Wishing to nurture professorial career development, NSF places a high value on the synthesis of research and education as integral to stimulating the discovery and learning process. Career awardees also become eligible to receive the White House's highest honor for new scientists and engineers, the Presidential Early Career Awards for Scientists and Engineers (PECASE).
"The synergy of frontier-level discovery skills with the learning process and continuous educational innovation lies at the heart of these awards," said NSF Acting Deputy Director Joseph Bordogna. "The nation's cumulative experience in science, mathematics, engineering and technology education tells us that serious discovery and learning skills are interdependent. Engaging students and faculty in integrated inquiry-based research and education experiences thus ensures a world-class science and engineering workforce for the nation."
NSF established the CAREER grants program to help top-performing scientists and engineers develop simultaneously their contributions and commitment to research and education early in their careers. There are nearly 1,400 total CAREER and PECASE award recipients to date.
The CAREER program rewards academic talent in all areas supported by NSF's research and education programs in science, mathematics, engineering and technology. With the establishment of the award in 1995, it supplanted other NSF award programs with similar goals. Beginning in 1997, CAREER awardees became the talent pool for NSF's PECASE nominations.

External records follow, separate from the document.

//! Journal line types.

use std::collections::HashSet;

use chrono::NaiveDate;
use rust_decimal::Decimal;
use serde::{Deserialize, Serialize};

use crate::validation::ValidationError;

/// One posted journal line, flattened together with its parent journal.
#[derive(Debug, Clone, PartialEq, Eq, Serialize, Deserialize)]
pub struct JournalLine {
    /// Line identifier.
    pub id: String,
    /// Posting date of the parent journal.
    pub date: NaiveDate,
    /// Journal number of the parent journal.
    pub journal_number: Option<String>,
    /// Account code.
    pub account_code: String,
    /// Account name.
    pub account_name: String,
    /// Line description.
    pub description: Option<String>,
    /// Net amount. Never zero in fetched results.
    pub net: Decimal,
    /// Tax amount.
    pub tax: Option<Decimal>,
    /// Gross amount.
    pub gross: Option<Decimal>,
    /// Source type of the parent journal.
    pub source: Option<String>,
    /// Reference of the parent journal.
    pub reference: Option<String>,
}

/// Inclusive range of posting dates.
#[derive(Debug, Clone, Copy, PartialEq, Eq, Serialize)]
pub struct DateWindow {
    start: NaiveDate,
    end: NaiveDate,
}

impl DateWindow {
    /// Creates a window, rejecting a start after the end.
    pub fn new(start: NaiveDate, end: NaiveDate) -> Result<Self, ValidationError> {
        if start > end {
            return Err(ValidationError::InvalidDateRange { start, end });
        }
        Ok(Self { start, end })
    }

    /// First day in the window.
    #[must_use]
    pub const fn start(&self) -> NaiveDate {
        self.start
    }

    /// Last day in the window.
    #[must_use]
    pub const fn end(&self) -> NaiveDate {
        self.end
    }

    /// Whether `date` falls inside the window, bounds included.
    #[must_use]
    pub fn contains(&self, date: NaiveDate) -> bool {
        self.start <= date && date <= self.end
    }
}

/// Allowlist of account codes. An empty allowlist admits everything.
#[derive(Debug, Clone, Default, PartialEq, Eq)]
pub struct NominalFilter {
    codes: HashSet<String>,
}

impl NominalFilter {
    /// A filter that admits every account.
    #[must_use]
    pub fn all() -> Self {
        Self::default()
    }

    /// Builds a filter from account codes.
    pub fn new<I, S>(codes: I) -> Self
    where
        I: IntoIterator<Item = S>,
        S: Into<String>,
    {
        Self {
            codes: codes.into_iter().map(Into::into).collect(),
        }
    }

    /// Whether the filter restricts anything.
    #[must_use]
    pub fn is_empty(&self) -> bool {
        self.codes.is_empty()
    }

    /// Whether lines for `account_code` pass the filter.
    #[must_use]
    pub fn allows(&self, account_code: &str) -> bool {
        self.codes.is_empty() || self.codes.contains(account_code)
    }
}

#[cfg(test)]
mod tests {
    use super::*;

    fn date(y: i32, m: u32, d: u32) -> NaiveDate {
        NaiveDate::from_ymd_opt(y, m, d).unwrap()
    }

    #[test]
    fn test_window_inclusive() {
        let window = DateWindow::new(date(2024, 1, 1), date(2024, 1, 31)).unwrap();
        assert!(window.contains(date(2024, 1, 1)));
        assert!(window.contains(date(2024, 1, 31)));
        assert!(!window.contains(date(2023, 12, 31)));
        assert!(!window.contains(date(2024, 2, 1)));
    }

    #[test]
    fn test_window_single_day() {
        let day = date(2024, 3, 15);
        assert!(DateWindow::new(day, day).unwrap().contains(day));
    }

    #[test]
    fn test_window_rejects_inverted_range() {
        assert_eq!(
            DateWindow::new(date(2024, 2, 1), date(2024, 1, 1)),
            Err(ValidationError::InvalidDateRange {
                start: date(2024, 2, 1),
                end: date(2024, 1, 1),
            })
        );
    }

    #[test]
    fn test_empty_filter_allows_all() {
        let filter = NominalFilter::all();
        assert!(filter.is_empty());
        assert!(filter.allows("anything"));
    }

    #[test]
    fn test_filter_allows_listed_only() {
        let filter = NominalFilter::new(["200", "400"]);
        assert!(filter.allows("200"));
        assert!(!filter.allows("260"));
    }
}
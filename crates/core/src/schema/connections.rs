//! Connections listing schema.
//!
//! The body is a bare array: `[ { "id"?, "tenantId", "tenantType"?, "tenantName"? } ]`.

use serde::{Deserialize, Serialize};

use super::document::{Node, RawDocument};
use super::error::SchemaResult;

/// A tenant the bearer credential is authorised for.
#[derive(Debug, Clone, PartialEq, Eq, Serialize, Deserialize)]
pub struct Connection {
    /// Connection identifier.
    pub id: Option<String>,
    /// Tenant identifier used in the `Xero-tenant-id` header.
    pub tenant_id: String,
    /// Tenant kind, usually `ORGANISATION`.
    pub tenant_type: Option<String>,
    /// Display name of the organisation.
    pub tenant_name: Option<String>,
}

/// Validates a connections listing response.
pub fn validate_connections(document: &RawDocument) -> SchemaResult<Vec<Connection>> {
    document
        .root()
        .array()?
        .iter()
        .map(decode_connection)
        .collect()
}

fn decode_connection(node: &Node<'_>) -> SchemaResult<Connection> {
    Ok(Connection {
        id: node.optional_str("id")?,
        tenant_id: node.required_str("tenantId")?,
        tenant_type: node.optional_str("tenantType")?,
        tenant_name: node.optional_str("tenantName")?,
    })
}
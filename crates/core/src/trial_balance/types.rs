//! Trial balance row types.

use rust_decimal::Decimal;
use serde::{Deserialize, Serialize};

/// One ledger account's balances as of the report date.
///
/// `opening` and `movement` are `None` both when the report left the cell
/// blank and when it showed exactly zero. Callers that need to tell the two
/// apart must read the report itself.
#[derive(Debug, Clone, PartialEq, Eq, Serialize, Deserialize)]
pub struct TrialBalanceRow {
    /// Account code, trimmed.
    pub account_code: String,
    /// Account name, trimmed.
    pub account_name: String,
    /// Opening balance, when non-zero.
    pub opening: Option<Decimal>,
    /// Movement over the period, when non-zero.
    pub movement: Option<Decimal>,
    /// Closing balance.
    pub closing: Decimal,
    /// Whether the closing balance is positive.
    pub is_debit: bool,
}

/// Rows produced from one report, plus the account rows that were dropped.
#[derive(Debug, Clone, Default, PartialEq, Eq, Serialize, Deserialize)]
pub struct FlattenedTrialBalance {
    /// Account rows in report order.
    pub rows: Vec<TrialBalanceRow>,
    /// Account rows skipped for too few cells or a blank code and name.
    pub skipped: usize,
}
//! Date parsing for the accounting API's date encodings.

use chrono::{DateTime, FixedOffset, NaiveDate};

/// Parses a calendar date in any encoding the API emits.
///
/// Accepted forms:
/// - ISO dates: `2024-01-15`
/// - ISO date-times: `2024-01-15T00:00:00` (the date part is used)
/// - Epoch milliseconds with offset: `/Date(1705276800000+0000)/`
#[must_use]
pub fn parse_api_date(value: &str) -> Option<NaiveDate> {
    let value = value.trim();
    if let Some(inner) = value
        .strip_prefix("/Date(")
        .and_then(|rest| rest.strip_suffix(")/"))
    {
        return parse_epoch_date(inner);
    }
    let date_part = value.get(..10)?;
    let rest = value.get(10..)?;
    if !rest.is_empty() && !rest.starts_with('T') {
        return None;
    }
    NaiveDate::parse_from_str(date_part, "%Y-%m-%d").ok()
}

fn parse_epoch_date(inner: &str) -> Option<NaiveDate> {
    // Millis may carry a sign of their own, so look for the offset sign after it.
    let offset_at = inner
        .char_indices()
        .skip(1)
        .find(|(_, c)| *c == '+' || *c == '-')
        .map(|(i, _)| i);

    let (millis, offset) = match offset_at {
        Some(i) => (&inner[..i], parse_offset(&inner[i..])?),
        None => (inner, FixedOffset::east_opt(0)?),
    };

    let millis: i64 = millis.parse().ok()?;
    let utc = DateTime::from_timestamp_millis(millis)?;
    Some(utc.with_timezone(&offset).date_naive())
}

fn parse_offset(raw: &str) -> Option<FixedOffset> {
    let (sign, digits) = raw.split_at(1);
    if digits.len() != 4 || !digits.bytes().all(|b| b.is_ascii_digit()) {
        return None;
    }
    let hours: i32 = digits[..2].parse().ok()?;
    let minutes: i32 = digits[2..].parse().ok()?;
    let seconds = hours * 3600 + minutes * 60;
    match sign {
        "+" => FixedOffset::east_opt(seconds),
        "-" => FixedOffset::west_opt(seconds),
        _ => None,
    }
}
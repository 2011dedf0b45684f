//! Retry policy and backoff calculation.

use std::time::Duration;

use ledgerlink_shared::RetrySettings;
use rand::Rng;

/// Retry policy configuration.
///
/// Attempt numbers are one-based: attempt 1 is the first call.
#[derive(Debug, Clone, Copy, PartialEq, Eq)]
pub struct RetryPolicy {
    /// Total attempts, the first call included. Always at least 1.
    pub max_attempts: u32,
    /// Delay before the second attempt.
    pub base_delay: Duration,
    /// Upper bound for any delay before jitter is added.
    pub max_delay: Duration,
    /// Growth factor per attempt. Always at least 1.
    pub backoff_multiplier: u32,
}

impl Default for RetryPolicy {
    fn default() -> Self {
        Self {
            max_attempts: 5,
            base_delay: Duration::from_secs(1),
            max_delay: Duration::from_secs(30),
            backoff_multiplier: 2,
        }
    }
}

impl From<&RetrySettings> for RetryPolicy {
    fn from(settings: &RetrySettings) -> Self {
        Self::new(
            settings.max_attempts,
            Duration::from_millis(settings.base_delay_ms),
            Duration::from_millis(settings.max_delay_ms),
            settings.backoff_multiplier,
        )
    }
}

impl RetryPolicy {
    /// Creates a policy, clamping the attempt budget and multiplier to 1.
    #[must_use]
    pub fn new(
        max_attempts: u32,
        base_delay: Duration,
        max_delay: Duration,
        backoff_multiplier: u32,
    ) -> Self {
        Self {
            max_attempts: max_attempts.max(1),
            base_delay,
            max_delay,
            backoff_multiplier: backoff_multiplier.max(1),
        }
    }

    /// A policy that makes a single attempt.
    #[must_use]
    pub fn no_retry() -> Self {
        Self::new(1, Duration::ZERO, Duration::ZERO, 1)
    }

    /// Delay to wait after `attempt` failed, before jitter.
    ///
    /// `min(base_delay * backoff_multiplier^(attempt - 1), max_delay)`
    #[must_use]
    pub fn backoff_delay(&self, attempt: u32) -> Duration {
        let exponent = attempt.saturating_sub(1);
        let factor = self.backoff_multiplier.saturating_pow(exponent);
        self.base_delay.saturating_mul(factor).min(self.max_delay)
    }

    /// Delay to wait after `attempt` failed, with jitter from `rng` added.
    pub fn delay_with_jitter<R: Rng>(&self, attempt: u32, rng: &mut R) -> Duration {
        let delay = self.backoff_delay(attempt);
        delay.saturating_add(jitter(delay, rng))
    }
}

/// Draws a jitter uniformly from `[0, delay / 10)`.
pub fn jitter<R: Rng>(delay: Duration, rng: &mut R) -> Duration {
    let bound = u64::try_from(delay.as_nanos() / 10).unwrap_or(u64::MAX);
    if bound == 0 {
        return Duration::ZERO;
    }
    Duration::from_nanos(rng.random_range(0..bound))
}
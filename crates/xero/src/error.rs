//! Fetch error taxonomy.

use std::error::Error as StdError;
use std::fmt;
use std::io;

use ledgerlink_core::retry::RetryError;
use ledgerlink_core::schema::SchemaError;
use ledgerlink_core::validation::ValidationError;
use ledgerlink_shared::ConfigError;
use thiserror::Error;

/// Result type alias using `FetchError`.
pub type FetchResult<T> = Result<T, FetchError>;

/// Errors surfaced by trial balance and journal fetches.
#[derive(Debug, Clone, PartialEq, Eq, Error)]
pub enum FetchError {
    /// Required credentials are absent. Never retried.
    #[error("Accounting API not configured: {0}")]
    NotConfigured(String),

    /// The endpoint answered without a body.
    #[error("Empty response from {endpoint}")]
    EmptyResponse {
        /// Logical endpoint name.
        endpoint: &'static str,
    },

    /// The endpoint answered with a non-success status.
    #[error("Accounting API returned HTTP {status}: {message}")]
    Http {
        /// HTTP status code.
        status: u16,
        /// Response body or reason phrase.
        message: String,
        /// Seconds from the `Retry-After` header, if sent.
        retry_after_secs: Option<u64>,
    },

    /// The request never produced a response.
    #[error("Transport error ({kind}): {message}")]
    Transport {
        /// Failure category.
        kind: TransportKind,
        /// Underlying error text.
        message: String,
    },

    /// The response failed structural validation. Never retried.
    #[error("Schema mismatch at '{path}': {message}")]
    SchemaMismatch {
        /// Path of the violating field.
        path: String,
        /// Description of the violation.
        message: String,
    },

    /// Every attempt of a single network call failed.
    #[error("Gave up after {attempts} of {max_attempts} attempts: {last_error}")]
    RetryExhausted {
        /// Attempts made.
        attempts: u32,
        /// Configured attempt budget.
        max_attempts: u32,
        /// Error from the final attempt.
        last_error: Box<FetchError>,
    },

    /// The caller cancelled the fetch.
    #[error("Fetch cancelled")]
    Cancelled,

    /// Request or result consistency violation.
    #[error(transparent)]
    Validation(#[from] ValidationError),
}

/// Categories of transport failure.
#[derive(Debug, Clone, Copy, PartialEq, Eq)]
pub enum TransportKind {
    /// The request timed out.
    Timeout,
    /// The peer reset the connection.
    ConnectionReset,
    /// The connection could not be established.
    Connect,
    /// Anything else, including body decoding failures.
    Other,
}

impl fmt::Display for TransportKind {
    fn fmt(&self, f: &mut fmt::Formatter<'_>) -> fmt::Result {
        let name = match self {
            Self::Timeout => "timeout",
            Self::ConnectionReset => "connection reset",
            Self::Connect => "connect",
            Self::Other => "other",
        };
        f.write_str(name)
    }
}

impl FetchError {
    /// Whether retrying the call could plausibly succeed.
    ///
    /// HTTP 429, HTTP 5xx, timeouts and connection resets are transient.
    /// Everything else is permanent. The retry executor does not consult this
    /// unless the fetcher runs in transient-only mode.
    #[must_use]
    pub const fn is_retryable(&self) -> bool {
        match self {
            Self::Http { status, .. } => *status == 429 || *status >= 500,
            Self::Transport { kind, .. } => {
                matches!(kind, TransportKind::Timeout | TransportKind::ConnectionReset)
            }
            _ => false,
        }
    }

    /// Returns the error code used in logs and operator output.
    #[must_use]
    pub const fn error_code(&self) -> &'static str {
        match self {
            Self::NotConfigured(_) => "NOT_CONFIGURED",
            Self::EmptyResponse { .. } => "EMPTY_RESPONSE",
            Self::Http { .. } => "HTTP_ERROR",
            Self::Transport { .. } => "TRANSPORT_ERROR",
            Self::SchemaMismatch { .. } => "SCHEMA_MISMATCH",
            Self::RetryExhausted { .. } => "RETRY_EXHAUSTED",
            Self::Cancelled => "CANCELLED",
            Self::Validation(e) => e.error_code(),
        }
    }

    /// Returns what an operator should do about this error.
    #[must_use]
    pub const fn user_hint(&self) -> &'static str {
        match self {
            Self::NotConfigured(_) => {
                "Reconfigure the accounting connection: set the client ID, client secret, \
                 redirect URI and access token, then run again."
            }
            Self::RetryExhausted { .. } | Self::EmptyResponse { .. } | Self::Transport { .. } => {
                "The accounting platform is not responding. Try again later."
            }
            Self::Http { status, .. } => match *status {
                401 | 403 => "The access token was rejected. Reconnect the organisation.",
                429 => "Rate limited by the accounting platform. Try again later.",
                _ => "The accounting platform rejected the request.",
            },
            Self::SchemaMismatch { .. } => {
                "The accounting platform returned data in an unexpected shape."
            }
            Self::Cancelled => "The fetch was cancelled.",
            Self::Validation(_) => "The fetched data failed consistency checks.",
        }
    }
}

impl From<SchemaError> for FetchError {
    fn from(err: SchemaError) -> Self {
        Self::SchemaMismatch {
            path: err.path().to_string(),
            message: err.to_string(),
        }
    }
}

impl From<ConfigError> for FetchError {
    fn from(err: ConfigError) -> Self {
        Self::NotConfigured(err.to_string())
    }
}

impl From<RetryError<FetchError>> for FetchError {
    fn from(err: RetryError<FetchError>) -> Self {
        match err {
            RetryError::Exhausted {
                last_error,
                attempts,
                max_attempts,
            } => Self::RetryExhausted {
                attempts,
                max_attempts,
                last_error: Box::new(last_error),
            },
            RetryError::Rejected { error, .. } => error,
            RetryError::Cancelled { .. } => Self::Cancelled,
        }
    }
}

impl From<reqwest::Error> for FetchError {
    fn from(err: reqwest::Error) -> Self {
        let kind = if err.is_timeout() {
            TransportKind::Timeout
        } else if is_connection_reset(&err) {
            TransportKind::ConnectionReset
        } else if err.is_connect() {
            TransportKind::Connect
        } else {
            TransportKind::Other
        };
        Self::Transport {
            kind,
            message: err.to_string(),
        }
    }
}

fn is_connection_reset(err: &(dyn StdError + 'static)) -> bool {
    let mut source = Some(err);
    while let Some(current) = source {
        if let Some(io_err) = current.downcast_ref::<io::Error>()
            && matches!(
                io_err.kind(),
                io::ErrorKind::ConnectionReset | io::ErrorKind::ConnectionAborted
            )
        {
            return true;
        }
        source = current.source();
    }
    false
}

Editors: For a complete list of FY 1998 CAREER award recipients and their project titles, see: http://www.nsf.gov/funding/pgm_summ.jsp?pims_id=5262
Examples of 1998 National Science Foundation Career Awards
The National Science Foundation (NSF) honored 338 outstanding faculty members nationwide in fiscal 1998 with Faculty Early Career Development (CAREER) grants. The awards help scientists and engineers develop simultaneously their contributions to research and education early in their careers. Here are examples of the 1998 awardees' plans for their awards:
Thomas J. Royston
Nonlinear Dynamics of Smart Materials Used for Structural Vibro-acoustic Control Thomas Royston's research addresses the complex problem of modeling, analysis, and experimental investigation of nonlinear characteristics of smart materials, such as piezo-ceramic composites, and investigates their application in vibro-acoustic energy conduction, transduction, dissipation and excitation. The education plan includes outreach activities involving inner-city youth through the medium of music via a non-profit program called "Music Education Reaching Instrumental Talent" (MERIT), which will incorporate a sequence of instructions on "Science and Engineering in Music." The laboratory experience in the Minority Engineering Recruitment and Retention Program will be augmented with "Science and Engineering of Musical Instruments."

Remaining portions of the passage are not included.